En outre, la distribution de cette qualité dans une population donnée est
inégale entre les individus et varie selon les fonctions en cause,
répondant à une règle selon laquelle une majorité des individus présentent
un pattern dit « typique », parce que le plus fréquent, alors que les
autres divergent de ce pattern typique. Enfin, chez un individu donné, la
latéralisation de diverses fonctions semble se faire de manière conjointe,
en particulier pour les deux les plus largement étudiées : la
latéralisation du langage et la préférence manuelle, toutes deux étant chez
la grande majorité des individus liées à l'hémisphère gauche. A l'inverse,
la spécialisation de l'hémisphère droit pour les émotions, l'attention, les
processus visuo-spatiaux, entre autres, a été beaucoup moins souvent prise
en considération dans la recherche des mécanismes neurobiologiques
responsables.
Historiquement, la notion de dominance cérébrale a été étroitement liée à
la description d'asymétries sur le cerveau, asymétries volontiers
considérées comme la marque d'un processus très précoce, du reste déjà
présent chez les primates non-humains. Ce n'est que depuis une vingtaine
d'années (Geschwind & Galaburda, 1985; Habib & Galaburda, 1986) que la
neuropsychologie a commencé à intégrer des notions issues d'autres
disciplines mais aptes à éclairer d'un jour nouveau une asymétrie de
fonction connue depuis plus de cent ans (Broca, 1865). Aujourd'hui, cet
aspect est devenu une discipline en soi et continue à intriguer les
chercheurs de tous bords.
Ce chapitre envisage successivement les principaux facteurs connus pour
déterminer la dominance cérébrale : l'anatomie du cerveau, la génétique, le
sexe et les hormones sexuelles, de même que certains facteurs
d'environnement, susceptibles d'exercer des pressions mécaniques ou
culturelles sur certains aspects de la latéralisation et l'interaction
entre ces différents facteurs. Diverses données, provenant de différents
domaines des neurosciences, incluant notamment les travaux d'imagerie
cérébrale, seront présentées, discutées, et mises en perspective dans le
but de proposer un modèle explicatif apte à rendre compte du plus grand
nombre de faits.
1- Anatomie du cerveau : des asymétries corticales Depuis le travail princeps de Geschwind et Levitsky (1968), il est habituel
de rapprocher le concept de dominance cérébrale de la présence d'asymétries
morphologiques sur la surface du cerveau. Ces auteurs, observant 100
cerveaux humains de sujets décédés de cause non neurologique, ont mesuré
l'étendue macroscopique du Planum temporale, et remarqué que dans 65% des
cas, il existait une asymétrie de cette structure en faveur de l'hémisphère
gauche.

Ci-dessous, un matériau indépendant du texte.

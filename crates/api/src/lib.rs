pub mod config;
pub mod error;
pub mod handlers;
pub mod metrics;
pub mod state;

use axum::{
    Router,
    extract::DefaultBodyLimit,
    routing::{get, post},
};
use std::sync::Arc;
use tower_http::{cors::CorsLayer, trace::TraceLayer};

use crate::state::AppState;

/// All routes, open to any origin. Request bodies are not size limited.
pub fn create_router(state: Arc<AppState>) -> Router {
    Router::new()
        .route("/", get(handlers::home))
        .route("/mindmap", post(handlers::mindmap))
        .route("/stats", get(handlers::stats))
        .layer(DefaultBodyLimit::disable())
        .layer(CorsLayer::permissive())
        .layer(TraceLayer::new_for_http())
        .with_state(state)
}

Cette petite région corticale triangulaire, dont la majeure partie
est enfouie dans la fissure sylvienne, en arrière du gyrus de Heschl (qui
abrite l'aire auditive primaire), fait partie intégrante de l'aire de
Wernicke et apparaissait donc comme un bon candidat pour abriter les
mécanismes qui déterminent la spécialisation de l'hémisphère gauche pour le
langage. Suite à ce travail princeps, de nombreux travaux ont été publiés,
confirmant dans l'ensemble les données de ces auteurs (Witelson, 1983;
Geschwind et Galaburda, 1984, 1985; Habib et Galaburda, 1986, Galaburda &
Habib, 1987; Witelson & Kigar, 1988, Witelson, 1991).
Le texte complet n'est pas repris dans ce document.